• **About this exercise**
Would you copy out only the lines from the one with "every time control." to the end of the records, exactly as they stand?

• **Information**
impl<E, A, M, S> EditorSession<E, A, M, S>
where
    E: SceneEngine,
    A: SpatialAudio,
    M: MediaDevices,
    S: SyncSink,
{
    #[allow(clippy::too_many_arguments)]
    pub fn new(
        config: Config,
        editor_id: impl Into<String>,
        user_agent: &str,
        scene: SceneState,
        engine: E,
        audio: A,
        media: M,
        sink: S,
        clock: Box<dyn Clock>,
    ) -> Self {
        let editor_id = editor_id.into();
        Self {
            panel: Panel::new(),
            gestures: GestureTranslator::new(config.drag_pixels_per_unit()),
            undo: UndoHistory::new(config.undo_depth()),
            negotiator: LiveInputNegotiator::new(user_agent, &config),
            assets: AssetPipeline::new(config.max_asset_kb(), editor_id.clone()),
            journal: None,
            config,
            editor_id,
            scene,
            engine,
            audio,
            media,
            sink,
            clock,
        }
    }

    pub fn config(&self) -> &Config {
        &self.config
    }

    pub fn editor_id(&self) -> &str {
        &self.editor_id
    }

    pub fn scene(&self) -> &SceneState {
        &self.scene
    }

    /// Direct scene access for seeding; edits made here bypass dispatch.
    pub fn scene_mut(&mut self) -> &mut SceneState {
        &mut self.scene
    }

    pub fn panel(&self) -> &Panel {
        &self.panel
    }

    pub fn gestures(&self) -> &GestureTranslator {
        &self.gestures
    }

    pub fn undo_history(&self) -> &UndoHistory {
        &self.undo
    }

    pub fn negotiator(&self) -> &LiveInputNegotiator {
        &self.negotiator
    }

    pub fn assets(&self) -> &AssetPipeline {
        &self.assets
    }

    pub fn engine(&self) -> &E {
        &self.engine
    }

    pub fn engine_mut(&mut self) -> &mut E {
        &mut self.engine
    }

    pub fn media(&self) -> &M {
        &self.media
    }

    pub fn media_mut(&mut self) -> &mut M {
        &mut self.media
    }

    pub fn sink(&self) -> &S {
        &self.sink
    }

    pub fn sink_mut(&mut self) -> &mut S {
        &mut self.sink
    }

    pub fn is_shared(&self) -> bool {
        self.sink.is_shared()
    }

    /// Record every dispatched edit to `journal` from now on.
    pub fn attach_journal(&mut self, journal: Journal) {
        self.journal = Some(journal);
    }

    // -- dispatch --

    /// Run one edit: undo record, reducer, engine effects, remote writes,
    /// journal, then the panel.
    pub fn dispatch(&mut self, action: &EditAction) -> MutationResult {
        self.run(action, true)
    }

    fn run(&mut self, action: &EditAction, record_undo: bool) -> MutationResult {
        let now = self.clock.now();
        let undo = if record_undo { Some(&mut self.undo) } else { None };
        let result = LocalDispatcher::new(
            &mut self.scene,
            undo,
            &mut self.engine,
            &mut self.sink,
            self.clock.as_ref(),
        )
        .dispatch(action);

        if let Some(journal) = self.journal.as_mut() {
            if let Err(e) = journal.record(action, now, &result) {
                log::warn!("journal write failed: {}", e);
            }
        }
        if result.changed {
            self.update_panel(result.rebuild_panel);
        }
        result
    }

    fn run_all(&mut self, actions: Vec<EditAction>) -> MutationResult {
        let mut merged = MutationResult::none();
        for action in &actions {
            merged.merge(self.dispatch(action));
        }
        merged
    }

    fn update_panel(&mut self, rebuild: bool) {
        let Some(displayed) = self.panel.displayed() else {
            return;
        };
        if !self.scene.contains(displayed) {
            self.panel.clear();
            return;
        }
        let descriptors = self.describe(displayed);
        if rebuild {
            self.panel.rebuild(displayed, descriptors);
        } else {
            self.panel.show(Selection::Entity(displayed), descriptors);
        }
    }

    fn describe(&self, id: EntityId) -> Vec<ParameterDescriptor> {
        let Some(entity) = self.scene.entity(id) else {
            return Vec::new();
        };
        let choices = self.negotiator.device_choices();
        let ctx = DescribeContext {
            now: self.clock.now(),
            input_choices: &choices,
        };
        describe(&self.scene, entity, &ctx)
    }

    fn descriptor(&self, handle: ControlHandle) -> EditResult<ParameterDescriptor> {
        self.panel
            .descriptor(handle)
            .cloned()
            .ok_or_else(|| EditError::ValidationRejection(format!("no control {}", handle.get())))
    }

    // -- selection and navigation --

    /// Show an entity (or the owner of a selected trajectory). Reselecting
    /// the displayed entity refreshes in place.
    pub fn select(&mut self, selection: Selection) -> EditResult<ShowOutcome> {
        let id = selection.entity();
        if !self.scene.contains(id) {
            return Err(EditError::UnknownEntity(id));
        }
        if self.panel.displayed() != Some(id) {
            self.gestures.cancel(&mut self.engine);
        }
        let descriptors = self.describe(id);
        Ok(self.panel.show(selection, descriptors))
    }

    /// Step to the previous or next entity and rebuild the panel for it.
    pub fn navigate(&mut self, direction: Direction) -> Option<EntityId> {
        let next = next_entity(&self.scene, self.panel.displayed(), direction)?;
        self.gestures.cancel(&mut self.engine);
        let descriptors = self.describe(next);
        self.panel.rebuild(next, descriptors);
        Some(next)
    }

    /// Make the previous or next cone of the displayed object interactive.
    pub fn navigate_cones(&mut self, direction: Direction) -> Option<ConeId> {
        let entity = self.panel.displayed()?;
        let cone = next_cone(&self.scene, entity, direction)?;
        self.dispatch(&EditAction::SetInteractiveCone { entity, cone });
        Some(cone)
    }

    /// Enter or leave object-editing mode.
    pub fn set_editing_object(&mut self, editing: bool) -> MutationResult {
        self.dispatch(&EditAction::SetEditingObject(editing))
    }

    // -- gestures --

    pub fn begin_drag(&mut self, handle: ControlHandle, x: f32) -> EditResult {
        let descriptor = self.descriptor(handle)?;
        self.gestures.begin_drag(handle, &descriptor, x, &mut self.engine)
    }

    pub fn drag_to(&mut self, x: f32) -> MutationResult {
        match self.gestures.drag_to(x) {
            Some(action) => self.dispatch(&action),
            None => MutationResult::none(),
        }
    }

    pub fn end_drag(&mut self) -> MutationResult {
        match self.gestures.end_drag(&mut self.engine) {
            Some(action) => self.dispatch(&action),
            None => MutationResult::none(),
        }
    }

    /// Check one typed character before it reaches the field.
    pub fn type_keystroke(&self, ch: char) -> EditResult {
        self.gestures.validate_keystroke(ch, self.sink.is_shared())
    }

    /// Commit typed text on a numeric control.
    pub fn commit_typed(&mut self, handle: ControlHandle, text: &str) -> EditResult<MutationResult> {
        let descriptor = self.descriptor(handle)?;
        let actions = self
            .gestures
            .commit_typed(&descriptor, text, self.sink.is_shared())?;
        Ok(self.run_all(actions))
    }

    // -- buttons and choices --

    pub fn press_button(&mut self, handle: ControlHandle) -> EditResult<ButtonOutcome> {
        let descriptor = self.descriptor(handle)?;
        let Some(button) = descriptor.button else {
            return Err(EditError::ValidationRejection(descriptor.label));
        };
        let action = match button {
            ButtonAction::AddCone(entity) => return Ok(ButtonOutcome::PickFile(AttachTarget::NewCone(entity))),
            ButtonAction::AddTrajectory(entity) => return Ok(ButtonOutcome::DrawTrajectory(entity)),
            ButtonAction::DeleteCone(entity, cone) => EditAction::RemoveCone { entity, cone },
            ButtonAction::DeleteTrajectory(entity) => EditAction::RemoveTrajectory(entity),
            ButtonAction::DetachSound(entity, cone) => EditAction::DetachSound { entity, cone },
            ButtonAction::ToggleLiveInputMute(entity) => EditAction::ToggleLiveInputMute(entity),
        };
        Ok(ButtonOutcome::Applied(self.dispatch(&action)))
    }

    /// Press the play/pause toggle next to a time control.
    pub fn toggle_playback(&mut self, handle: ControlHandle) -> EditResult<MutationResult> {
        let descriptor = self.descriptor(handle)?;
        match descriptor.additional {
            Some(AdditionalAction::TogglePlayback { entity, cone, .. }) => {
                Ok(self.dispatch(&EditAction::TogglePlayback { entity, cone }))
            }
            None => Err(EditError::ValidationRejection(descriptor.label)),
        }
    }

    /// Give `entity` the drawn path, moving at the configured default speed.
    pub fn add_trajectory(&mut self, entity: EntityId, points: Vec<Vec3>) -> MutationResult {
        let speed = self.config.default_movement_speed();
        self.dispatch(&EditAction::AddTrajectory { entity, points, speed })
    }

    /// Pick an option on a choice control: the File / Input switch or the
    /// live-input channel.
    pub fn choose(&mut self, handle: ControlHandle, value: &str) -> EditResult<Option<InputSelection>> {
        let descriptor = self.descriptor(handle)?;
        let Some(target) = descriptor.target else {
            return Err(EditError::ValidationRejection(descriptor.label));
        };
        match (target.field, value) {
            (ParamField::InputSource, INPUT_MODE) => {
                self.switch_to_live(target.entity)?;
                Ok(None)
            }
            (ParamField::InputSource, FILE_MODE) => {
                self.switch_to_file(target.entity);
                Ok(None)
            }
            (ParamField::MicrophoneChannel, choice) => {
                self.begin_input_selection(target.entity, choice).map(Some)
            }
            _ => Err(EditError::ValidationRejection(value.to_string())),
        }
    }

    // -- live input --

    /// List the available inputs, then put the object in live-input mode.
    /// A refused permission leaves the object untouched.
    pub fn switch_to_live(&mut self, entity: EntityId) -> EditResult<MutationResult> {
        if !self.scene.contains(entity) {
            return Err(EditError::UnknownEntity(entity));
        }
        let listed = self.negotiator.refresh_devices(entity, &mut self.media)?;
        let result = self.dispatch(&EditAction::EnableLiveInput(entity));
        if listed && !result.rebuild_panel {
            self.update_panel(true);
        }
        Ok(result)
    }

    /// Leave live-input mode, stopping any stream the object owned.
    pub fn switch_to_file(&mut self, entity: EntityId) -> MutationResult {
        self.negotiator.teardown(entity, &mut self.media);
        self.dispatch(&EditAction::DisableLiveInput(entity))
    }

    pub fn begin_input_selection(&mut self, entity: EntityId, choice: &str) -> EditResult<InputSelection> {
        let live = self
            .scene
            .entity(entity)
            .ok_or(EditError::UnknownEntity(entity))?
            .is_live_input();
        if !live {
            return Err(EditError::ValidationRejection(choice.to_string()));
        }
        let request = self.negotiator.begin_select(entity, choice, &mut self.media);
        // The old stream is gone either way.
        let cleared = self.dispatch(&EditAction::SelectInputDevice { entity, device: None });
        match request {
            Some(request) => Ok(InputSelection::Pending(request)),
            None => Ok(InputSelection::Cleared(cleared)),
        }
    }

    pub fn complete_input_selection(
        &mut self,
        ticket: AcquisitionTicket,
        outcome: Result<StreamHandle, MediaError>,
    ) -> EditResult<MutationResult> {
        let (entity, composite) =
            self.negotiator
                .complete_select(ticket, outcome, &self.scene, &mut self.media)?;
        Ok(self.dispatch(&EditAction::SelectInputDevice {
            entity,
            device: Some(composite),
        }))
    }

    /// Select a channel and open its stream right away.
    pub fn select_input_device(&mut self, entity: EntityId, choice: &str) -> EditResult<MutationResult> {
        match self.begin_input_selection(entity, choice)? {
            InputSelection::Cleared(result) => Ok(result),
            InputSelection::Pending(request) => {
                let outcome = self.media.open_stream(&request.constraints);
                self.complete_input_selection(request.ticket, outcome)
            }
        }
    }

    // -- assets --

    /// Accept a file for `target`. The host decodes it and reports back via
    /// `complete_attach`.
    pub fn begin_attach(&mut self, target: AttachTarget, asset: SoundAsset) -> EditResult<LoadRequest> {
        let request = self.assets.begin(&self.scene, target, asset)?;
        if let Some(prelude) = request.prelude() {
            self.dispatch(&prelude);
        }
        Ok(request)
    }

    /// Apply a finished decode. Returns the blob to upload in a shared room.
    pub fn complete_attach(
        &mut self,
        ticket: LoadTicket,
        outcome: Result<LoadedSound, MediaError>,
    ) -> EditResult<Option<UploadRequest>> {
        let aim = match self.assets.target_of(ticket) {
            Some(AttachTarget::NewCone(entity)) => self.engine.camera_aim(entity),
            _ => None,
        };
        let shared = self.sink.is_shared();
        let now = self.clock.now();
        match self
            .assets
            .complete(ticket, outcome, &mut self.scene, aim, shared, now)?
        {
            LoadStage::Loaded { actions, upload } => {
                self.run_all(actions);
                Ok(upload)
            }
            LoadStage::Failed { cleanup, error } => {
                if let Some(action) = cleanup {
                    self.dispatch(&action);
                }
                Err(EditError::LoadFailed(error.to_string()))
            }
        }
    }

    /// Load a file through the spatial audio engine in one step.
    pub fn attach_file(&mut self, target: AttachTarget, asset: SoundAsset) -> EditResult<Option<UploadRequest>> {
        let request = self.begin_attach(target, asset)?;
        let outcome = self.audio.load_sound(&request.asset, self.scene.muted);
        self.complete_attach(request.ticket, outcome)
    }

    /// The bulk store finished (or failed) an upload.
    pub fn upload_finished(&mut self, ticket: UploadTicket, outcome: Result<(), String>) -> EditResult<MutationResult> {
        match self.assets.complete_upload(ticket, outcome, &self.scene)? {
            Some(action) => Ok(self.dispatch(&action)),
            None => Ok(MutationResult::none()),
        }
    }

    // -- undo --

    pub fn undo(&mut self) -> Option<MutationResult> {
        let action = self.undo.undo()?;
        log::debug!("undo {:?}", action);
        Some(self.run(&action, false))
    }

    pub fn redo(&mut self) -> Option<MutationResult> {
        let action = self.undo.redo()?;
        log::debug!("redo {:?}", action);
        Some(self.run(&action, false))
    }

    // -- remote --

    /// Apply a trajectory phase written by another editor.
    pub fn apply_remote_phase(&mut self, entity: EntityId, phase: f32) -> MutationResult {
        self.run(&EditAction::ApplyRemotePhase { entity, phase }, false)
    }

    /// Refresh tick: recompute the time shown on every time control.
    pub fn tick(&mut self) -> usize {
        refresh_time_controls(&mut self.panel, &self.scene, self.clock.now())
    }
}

• **Response to the task**
    /// Refresh tick: recompute the time shown on every time control.
    pub fn tick(&mut self) -> usize {
        refresh_time_controls(&mut self.panel, &self.scene, self.clock.now())
    }
}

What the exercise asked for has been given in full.